====== Task material ======

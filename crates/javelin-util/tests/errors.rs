use javelin_util::errors::JavelinError;

#[test]
fn test_io_error_display() {
    let io_err = std::io::Error::new(std::io::ErrorKind::NotFound, "file missing");
    let err = JavelinError::from(io_err);
    assert!(err.to_string().contains("I/O error"), "got: {err}");
}

#[test]
fn test_manifest_error_display() {
    let err = JavelinError::Manifest {
        message: "bad syntax".to_string(),
    };
    assert_eq!(err.to_string(), "Manifest error: bad syntax");
}

#[test]
fn test_input_error_display() {
    let err = JavelinError::Input {
        message: "unknown alias key :jvm-optz".to_string(),
    };
    assert_eq!(err.to_string(), "Invalid input: unknown alias key :jvm-optz");
}

#[test]
fn test_resolution_error_display() {
    let err = JavelinError::resolution("org.clojure/clojure", "pom not found");
    assert_eq!(
        err.to_string(),
        "Resolution of org.clojure/clojure failed: pom not found"
    );
}

#[test]
fn test_resolution_error_keeps_coord() {
    let err = JavelinError::Resolution {
        lib: "a/b".to_string(),
        coord: Some("1.2.3".to_string()),
        message: "boom".to_string(),
    };
    match err {
        JavelinError::Resolution { coord, .. } => assert_eq!(coord.as_deref(), Some("1.2.3")),
        other => panic!("unexpected variant: {other}"),
    }
}

#[test]
fn test_network_error_display() {
    let err = JavelinError::Network {
        message: "timeout".to_string(),
    };
    assert_eq!(err.to_string(), "Network error: timeout");
}

#[test]
fn test_invariant_error_display() {
    let err = JavelinError::Invariant {
        message: "parent not selected".to_string(),
    };
    assert!(err.to_string().contains("invariant"), "got: {err}");
}

#[test]
fn test_io_error_from_conversion() {
    let io_err = std::io::Error::new(std::io::ErrorKind::PermissionDenied, "denied");
    let err: JavelinError = io_err.into();
    assert!(matches!(err, JavelinError::Io(_)));
}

======

All records shown above are to be reproduced without any alteration.

◆ Answer ◆
filename crates/javelin-util/tests/errors.rs
use javelin_util::errors::JavelinError;

#[test]
fn test_io_error_display() {
    let io_err = std::io::Error::new(std::io::ErrorKind::NotFound, "file missing");
    let err = JavelinError::from(io_err);
    assert!(err.to_string().contains("I/O error"), "got: {err}");
}

#[test]
fn test_manifest_error_display() {
    let err = JavelinError::Manifest {
        message: "bad syntax".to_string(),
    };
    assert_eq!(err.to_string(), "Manifest error: bad syntax");
}

#[test]
fn test_input_error_display() {
    let err = JavelinError::Input {
        message: "unknown alias key :jvm-optz".to_string(),
    };
    assert_eq!(err.to_string(), "Invalid input: unknown alias key :jvm-optz");
}

#[test]
fn test_resolution_error_display() {
    let err = JavelinError::resolution("org.clojure/clojure", "pom not found");
    assert_eq!(
        err.to_string(),
        "Resolution of org.clojure/clojure failed: pom not found"
    );
}

#[test]
fn test_resolution_error_keeps_coord() {
    let err = JavelinError::Resolution {
        lib: "a/b".to_string(),
        coord: Some("1.2.3".to_string()),
        message: "boom".to_string(),
    };
    match err {
        JavelinError::Resolution { coord, .. } => assert_eq!(coord.as_deref(), Some("1.2.3")),
        other => panic!("unexpected variant: {other}"),
    }
}

#[test]
fn test_network_error_display() {
    let err = JavelinError::Network {
        message: "timeout".to_string(),
    };
    assert_eq!(err.to_string(), "Network error: timeout");
}

#[test]
fn test_invariant_error_display() {
    let err = JavelinError::Invariant {
        message: "parent not selected".to_string(),
    };
    assert!(err.to_string().contains("invariant"), "got: {err}");
}

#[test]
fn test_io_error_from_conversion() {
    let io_err = std::io::Error::new(std::io::ErrorKind::PermissionDenied, "denied");
    let err: JavelinError = io_err.into();
    assert!(matches!(err, JavelinError::Io(_)));
}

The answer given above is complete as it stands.